(Items from a dataset)
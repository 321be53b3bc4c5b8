//! MySQL column type tags.
//!
//! The wire carries one byte per column. Tags this crate does not know are
//! kept as `Other` so they can still be decoded with the string fallback.

use crate::protocol::constants::*;

/// MySQL column type.
#[derive(Debug, Clone, Copy, PartialEq, Eq, Hash)]
pub enum FieldType {
    /// DECIMAL/NUMERIC (pre-5.0 encoding).
    Decimal,
    /// TINYINT.
    Tiny,
    /// SMALLINT.
    Short,
    /// INT.
    Long,
    /// FLOAT.
    Float,
    /// DOUBLE/REAL.
    Double,
    /// NULL-typed column (e.g. `SELECT NULL`).
    Null,
    /// TIMESTAMP.
    Timestamp,
    /// BIGINT.
    LongLong,
    /// MEDIUMINT.
    Int24,
    /// DATE.
    Date,
    /// TIME.
    Time,
    /// DATETIME.
    DateTime,
    /// YEAR.
    Year,
    /// DATE (internal newer encoding).
    NewDate,
    /// VARCHAR.
    VarChar,
    /// BIT.
    Bit,
    /// JSON.
    Json,
    /// Precision-math DECIMAL/NUMERIC.
    NewDecimal,
    /// ENUM.
    Enum,
    /// SET.
    Set,
    /// TINYBLOB/TINYTEXT.
    TinyBlob,
    /// MEDIUMBLOB/MEDIUMTEXT.
    MediumBlob,
    /// LONGBLOB/LONGTEXT.
    LongBlob,
    /// BLOB/TEXT.
    Blob,
    /// VARCHAR/VARBINARY as sent by the server.
    VarString,
    /// CHAR/BINARY.
    String,
    /// Spatial types.
    Geometry,
    /// Any tag not listed above.
    Other(u8),
}

impl FieldType {
    /// Create from the raw type tag.
    pub fn from_raw(type_num: u8) -> Self {
        match type_num {
            MYSQL_TYPE_DECIMAL => FieldType::Decimal,
            MYSQL_TYPE_TINY => FieldType::Tiny,
            MYSQL_TYPE_SHORT => FieldType::Short,
            MYSQL_TYPE_LONG => FieldType::Long,
            MYSQL_TYPE_FLOAT => FieldType::Float,
            MYSQL_TYPE_DOUBLE => FieldType::Double,
            MYSQL_TYPE_NULL => FieldType::Null,
            MYSQL_TYPE_TIMESTAMP => FieldType::Timestamp,
            MYSQL_TYPE_LONGLONG => FieldType::LongLong,
            MYSQL_TYPE_INT24 => FieldType::Int24,
            MYSQL_TYPE_DATE => FieldType::Date,
            MYSQL_TYPE_TIME => FieldType::Time,
            MYSQL_TYPE_DATETIME => FieldType::DateTime,
            MYSQL_TYPE_YEAR => FieldType::Year,
            MYSQL_TYPE_NEWDATE => FieldType::NewDate,
            MYSQL_TYPE_VARCHAR => FieldType::VarChar,
            MYSQL_TYPE_BIT => FieldType::Bit,
            MYSQL_TYPE_JSON => FieldType::Json,
            MYSQL_TYPE_NEWDECIMAL => FieldType::NewDecimal,
            MYSQL_TYPE_ENUM => FieldType::Enum,
            MYSQL_TYPE_SET => FieldType::Set,
            MYSQL_TYPE_TINY_BLOB => FieldType::TinyBlob,
            MYSQL_TYPE_MEDIUM_BLOB => FieldType::MediumBlob,
            MYSQL_TYPE_LONG_BLOB => FieldType::LongBlob,
            MYSQL_TYPE_BLOB => FieldType::Blob,
            MYSQL_TYPE_VAR_STRING => FieldType::VarString,
            MYSQL_TYPE_STRING => FieldType::String,
            MYSQL_TYPE_GEOMETRY => FieldType::Geometry,
            other => FieldType::Other(other),
        }
    }

    /// Get the raw type tag.
    pub fn type_num(&self) -> u8 {
        match self {
            FieldType::Decimal => MYSQL_TYPE_DECIMAL,
            FieldType::Tiny => MYSQL_TYPE_TINY,
            FieldType::Short => MYSQL_TYPE_SHORT,
            FieldType::Long => MYSQL_TYPE_LONG,
            FieldType::Float => MYSQL_TYPE_FLOAT,
            FieldType::Double => MYSQL_TYPE_DOUBLE,
            FieldType::Null => MYSQL_TYPE_NULL,
            FieldType::Timestamp => MYSQL_TYPE_TIMESTAMP,
            FieldType::LongLong => MYSQL_TYPE_LONGLONG,
            FieldType::Int24 => MYSQL_TYPE_INT24,
            FieldType::Date => MYSQL_TYPE_DATE,
            FieldType::Time => MYSQL_TYPE_TIME,
            FieldType::DateTime => MYSQL_TYPE_DATETIME,
            FieldType::Year => MYSQL_TYPE_YEAR,
            FieldType::NewDate => MYSQL_TYPE_NEWDATE,
            FieldType::VarChar => MYSQL_TYPE_VARCHAR,
            FieldType::Bit => MYSQL_TYPE_BIT,
            FieldType::Json => MYSQL_TYPE_JSON,
            FieldType::NewDecimal => MYSQL_TYPE_NEWDECIMAL,
            FieldType::Enum => MYSQL_TYPE_ENUM,
            FieldType::Set => MYSQL_TYPE_SET,
            FieldType::TinyBlob => MYSQL_TYPE_TINY_BLOB,
            FieldType::MediumBlob => MYSQL_TYPE_MEDIUM_BLOB,
            FieldType::LongBlob => MYSQL_TYPE_LONG_BLOB,
            FieldType::Blob => MYSQL_TYPE_BLOB,
            FieldType::VarString => MYSQL_TYPE_VAR_STRING,
            FieldType::String => MYSQL_TYPE_STRING,
            FieldType::Geometry => MYSQL_TYPE_GEOMETRY,
            FieldType::Other(n) => *n,
        }
    }

    /// Whether the type carries character or binary string data.
    pub fn is_string_like(&self) -> bool {
        matches!(
            self,
            FieldType::TinyBlob
                | FieldType::MediumBlob
                | FieldType::LongBlob
                | FieldType::Blob
                | FieldType::String
                | FieldType::VarString
                | FieldType::VarChar
        )
    }
}

impl std::fmt::Display for FieldType {
    fn fmt(&self, f: &mut std::fmt::Formatter<'_>) -> std::fmt::Result {
        match self {
            FieldType::Decimal | FieldType::NewDecimal => write!(f, "DECIMAL"),
            FieldType::Tiny => write!(f, "TINYINT"),
            FieldType::Short => write!(f, "SMALLINT"),
            FieldType::Long => write!(f, "INT"),
            FieldType::Float => write!(f, "FLOAT"),
            FieldType::Double => write!(f, "DOUBLE"),
            FieldType::Null => write!(f, "NULL"),
            FieldType::Timestamp => write!(f, "TIMESTAMP"),
            FieldType::LongLong => write!(f, "BIGINT"),
            FieldType::Int24 => write!(f, "MEDIUMINT"),
            FieldType::Date | FieldType::NewDate => write!(f, "DATE"),
            FieldType::Time => write!(f, "TIME"),
            FieldType::DateTime => write!(f, "DATETIME"),
            FieldType::Year => write!(f, "YEAR"),
            FieldType::VarChar | FieldType::VarString => write!(f, "VARCHAR"),
            FieldType::Bit => write!(f, "BIT"),
            FieldType::Json => write!(f, "JSON"),
            FieldType::Enum => write!(f, "ENUM"),
            FieldType::Set => write!(f, "SET"),
            FieldType::TinyBlob => write!(f, "TINYBLOB"),
            FieldType::MediumBlob => write!(f, "MEDIUMBLOB"),
            FieldType::LongBlob => write!(f, "LONGBLOB"),
            FieldType::Blob => write!(f, "BLOB"),
            FieldType::String => write!(f, "CHAR"),
            FieldType::Geometry => write!(f, "GEOMETRY"),
            FieldType::Other(n) => write!(f, "TYPE({})", n),
        }
    }
}

#[cfg(test)]
mod tests {
    use super::*;

    #[test]
    fn test_from_raw_known() {
        assert_eq!(FieldType::from_raw(MYSQL_TYPE_LONGLONG), FieldType::LongLong);
        assert_eq!(FieldType::from_raw(MYSQL_TYPE_NEWDECIMAL), FieldType::NewDecimal);
        assert_eq!(FieldType::from_raw(MYSQL_TYPE_GEOMETRY), FieldType::Geometry);
    }

    #[test]
    fn test_from_raw_unknown_is_preserved() {
        let t = FieldType::from_raw(20);
        assert_eq!(t, FieldType::Other(20));
        assert_eq!(t.type_num(), 20);
    }

    #[test]
    fn test_type_num_inverts_from_raw() {
        for tag in (0u8..=20).chain(245..=255) {
            assert_eq!(FieldType::from_raw(tag).type_num(), tag);
        }
    }

    #[test]
    fn test_display() {
        assert_eq!(format!("{}", FieldType::LongLong), "BIGINT");
        assert_eq!(format!("{}", FieldType::Other(20)), "TYPE(20)");
    }
}
//! Driver capabilities consumed by the result cursor.
//!
//! The cursor never talks to the network. It works against a
//! [`ResultHandle`] (one executed query's result set) and a
//! [`ConnectionHandle`] (used only to look up the error that cut a fetch
//! short). [`StoredResult`] is an in-process handle over owned rows, either
//! buffered (countable, seekable) or streamed.

use std::sync::{Arc, Mutex};

use crate::error::{Error, Result};
use crate::protocol::text::{ServerError, TextResultSet};
use crate::protocol::types::{ColumnMetadata, OwnedRow, RawRow};

/// A server result set, consumed row by row.
///
/// Implementations mirror the client library's result API. Rows returned by
/// [`fetch_row`](Self::fetch_row) borrow the handle's row buffer and are
/// valid until the next call.
pub trait ResultHandle: Send {
    /// Column metadata in select order. Never changes.
    fn fields(&self) -> &[ColumnMetadata];

    /// Whether rows are streamed from the server rather than buffered.
    fn is_unbuffered(&self) -> bool;

    /// Row count. For streamed results this is the number of rows read so far.
    fn num_rows(&self) -> u64;

    /// Index of the next row `fetch_row` will return.
    fn row_tell(&self) -> u64;

    /// Move the row cursor. Only meaningful for buffered results.
    fn data_seek(&mut self, offset: u64);

    /// Next row, or `None` at end of data (or when the stream failed).
    fn fetch_row(&mut self) -> Option<RawRow<'_>>;

    /// Cell lengths of the row last returned by `fetch_row`.
    fn fetch_lengths(&self) -> Option<Vec<u64>>;

    /// Free the result. Called exactly once.
    fn release(&mut self);
}

/// Error state of the connection that produced a result.
pub trait ConnectionHandle: Send + Sync {
    /// Last error number, 0 if none.
    fn errno(&self) -> u32;

    /// Last error message, empty if none.
    fn error(&self) -> String;
}

/// Settable connection error state.
#[derive(Debug, Default)]
pub struct SessionErrors {
    last: Mutex<(u32, String)>,
}

impl SessionErrors {
    /// Create an error state with no error recorded.
    pub fn new() -> Self {
        Self::default()
    }

    /// Record an error.
    pub fn set_error(&self, code: u32, message: impl Into<String>) {
        let mut last = self.last.lock().unwrap_or_else(|p| p.into_inner());
        *last = (code, message.into());
    }

    /// Clear the recorded error.
    pub fn clear(&self) {
        self.set_error(0, "");
    }
}

impl ConnectionHandle for SessionErrors {
    fn errno(&self) -> u32 {
        self.last.lock().map(|l| l.0).unwrap_or_else(|p| p.into_inner().0)
    }

    fn error(&self) -> String {
        self.last
            .lock()
            .map(|l| l.1.clone())
            .unwrap_or_else(|p| p.into_inner().1.clone())
    }
}

/// How a result's rows are held.
#[derive(Debug, Clone, Copy, PartialEq, Eq)]
pub enum BufferMode {
    /// Whole result transferred up front.
    Buffered,
    /// Rows arrive incrementally.
    Streamed,
}

/// Stream interruption: after `after` rows the stream ends and `error` is
/// recorded on the session.
#[derive(Debug)]
struct Interruption {
    after: usize,
    session: Arc<SessionErrors>,
    error: ServerError,
}

/// In-process result handle over owned rows.
#[derive(Debug)]
pub struct StoredResult {
    fields: Vec<ColumnMetadata>,
    rows: Vec<OwnedRow>,
    mode: BufferMode,
    /// Next row to return.
    pos: usize,
    /// Row last returned by `fetch_row`.
    current: Option<usize>,
    interruption: Option<Interruption>,
    released: bool,
}

impl StoredResult {
    /// Create a buffered result. `max_length` of each column is computed
    /// from the rows, as the client library does when storing a result.
    pub fn buffered(fields: Vec<ColumnMetadata>, rows: Vec<OwnedRow>) -> Self {
        let mut fields = fields;
        for (i, field) in fields.iter_mut().enumerate() {
            field.max_length = rows
                .iter()
                .filter_map(|r| r.as_raw().get(i).flatten().map(|c| c.len() as u64))
                .max()
                .unwrap_or(0);
        }
        Self::with_mode(fields, rows, BufferMode::Buffered)
    }

    /// Create a streamed result.
    pub fn streamed(fields: Vec<ColumnMetadata>, rows: Vec<OwnedRow>) -> Self {
        Self::with_mode(fields, rows, BufferMode::Streamed)
    }

    fn with_mode(fields: Vec<ColumnMetadata>, rows: Vec<OwnedRow>, mode: BufferMode) -> Self {
        Self {
            fields,
            rows,
            mode,
            pos: 0,
            current: None,
            interruption: None,
            released: false,
        }
    }

    /// Build from a parsed text result set.
    ///
    /// A result set cut short by an ERR packet cannot be stored: buffered
    /// mode fails with the server error. Streamed mode yields the rows that
    /// arrived, then ends and records the error on `session`.
    pub fn from_text_result_set(
        result: TextResultSet,
        mode: BufferMode,
        session: Arc<SessionErrors>,
    ) -> Result<Self> {
        let TextResultSet {
            columns,
            rows,
            error,
        } = result;

        match (mode, error) {
            (BufferMode::Buffered, Some(err)) => {
                session.set_error(err.code, err.message.clone());
                Err(Error::partial_fetch(err.code, err.message))
            }
            (BufferMode::Buffered, None) => Ok(Self::buffered(columns, rows)),
            (BufferMode::Streamed, Some(err)) => {
                let after = rows.len();
                Ok(Self::streamed(columns, rows).interrupt_after(after, session, err))
            }
            (BufferMode::Streamed, None) => Ok(Self::streamed(columns, rows)),
        }
    }

    /// End the row stream after `after` rows and record `error` on `session`.
    ///
    /// `num_rows` of a buffered result still reports every row, which is
    /// how a short read shows up.
    pub fn interrupt_after(
        mut self,
        after: usize,
        session: Arc<SessionErrors>,
        error: ServerError,
    ) -> Self {
        self.interruption = Some(Interruption {
            after,
            session,
            error,
        });
        self
    }

    /// Buffering mode.
    pub fn mode(&self) -> BufferMode {
        self.mode
    }

    /// Whether `release` has run.
    pub fn is_released(&self) -> bool {
        self.released
    }

    fn row_limit(&self) -> usize {
        match &self.interruption {
            Some(i) => i.after.min(self.rows.len()),
            None => self.rows.len(),
        }
    }
}

impl ResultHandle for StoredResult {
    fn fields(&self) -> &[ColumnMetadata] {
        &self.fields
    }

    fn is_unbuffered(&self) -> bool {
        self.mode == BufferMode::Streamed
    }

    fn num_rows(&self) -> u64 {
        match self.mode {
            BufferMode::Buffered => self.rows.len() as u64,
            BufferMode::Streamed => self.pos as u64,
        }
    }

    fn row_tell(&self) -> u64 {
        self.pos as u64
    }

    fn data_seek(&mut self, offset: u64) {
        self.pos = (offset as usize).min(self.rows.len());
        self.current = None;
    }

    fn fetch_row(&mut self) -> Option<RawRow<'_>> {
        if self.released || self.pos >= self.row_limit() {
            self.current = None;
            if let Some(i) = &self.interruption {
                if self.pos >= i.after {
                    i.session.set_error(i.error.code, i.error.message.clone());
                }
            }
            return None;
        }

        let idx = self.pos;
        self.pos += 1;
        self.current = Some(idx);
        Some(self.rows[idx].as_raw())
    }

    fn fetch_lengths(&self) -> Option<Vec<u64>> {
        self.current.map(|idx| self.rows[idx].as_raw().lengths())
    }

    fn release(&mut self) {
        tracing::trace!(rows = self.rows.len(), "releasing stored result");
        self.rows.clear();
        self.current = None;
        self.released = true;
    }
}

#[cfg(test)]
mod tests {
    use super::*;
    use crate::protocol::types::FieldType;
    use bytes::Bytes;

    fn rows(n: usize) -> Vec<OwnedRow> {
        (0..n)
            .map(|i| OwnedRow::new(vec![Some(Bytes::from(i.to_string()))]))
            .collect()
    }

    fn fields() -> Vec<ColumnMetadata> {
        vec![ColumnMetadata::new("id", FieldType::Long)]
    }

    #[test]
    fn test_buffered_walk_and_lengths() {
        let mut res = StoredResult::buffered(fields(), rows(12));
        assert_eq!(res.fields()[0].max_length, 2);
        assert_eq!(res.fetch_lengths(), None);

        let first = res.fetch_row().unwrap();
        assert_eq!(first.get(0), Some(Some(&b"0"[..])));
        assert_eq!(res.fetch_lengths(), Some(vec![1]));

        res.data_seek(11);
        assert_eq!(res.fetch_lengths(), None);
        assert!(res.fetch_row().is_some());
        assert_eq!(res.fetch_lengths(), Some(vec![2]));
        assert!(res.fetch_row().is_none());
        assert_eq!(res.num_rows(), 12);
    }

    #[test]
    fn test_streamed_counts_rows_read() {
        let mut res = StoredResult::streamed(fields(), rows(3));
        assert!(res.is_unbuffered());
        assert_eq!(res.num_rows(), 0);
        while res.fetch_row().is_some() {}
        assert_eq!(res.num_rows(), 3);
    }

    #[test]
    fn test_interruption_records_session_error() {
        let session = Arc::new(SessionErrors::new());
        let err = ServerError {
            code: 2013,
            sql_state: None,
            message: "Lost connection".to_string(),
        };
        let mut res =
            StoredResult::buffered(fields(), rows(10)).interrupt_after(9, session.clone(), err);

        let mut n = 0;
        while res.fetch_row().is_some() {
            n += 1;
        }
        assert_eq!(n, 9);
        assert_eq!(res.num_rows(), 10);
        assert_eq!(session.errno(), 2013);
        assert_eq!(session.error(), "Lost connection");
    }

    #[test]
    fn test_from_text_result_set_buffered_error() {
        let session = Arc::new(SessionErrors::new());
        let rs = TextResultSet {
            columns: fields(),
            rows: rows(1),
            error: Some(ServerError {
                code: 1317,
                sql_state: Some("70100".to_string()),
                message: "Query execution was interrupted".to_string(),
            }),
        };
        let err = StoredResult::from_text_result_set(rs, BufferMode::Buffered, session.clone())
            .err()
            .unwrap();
        assert!(matches!(err, Error::PartialFetch { code: 1317, .. }));
        assert_eq!(session.errno(), 1317);
    }

    #[test]
    fn test_release() {
        let mut res = StoredResult::buffered(fields(), rows(2));
        res.release();
        assert!(res.is_released());
        assert!(res.fetch_row().is_none());
    }
}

**THE PROBLEM:** Find the number of lines in the data above that contain "struct". Please give that number alone.

**OUTPUT OF THE TASK:** 3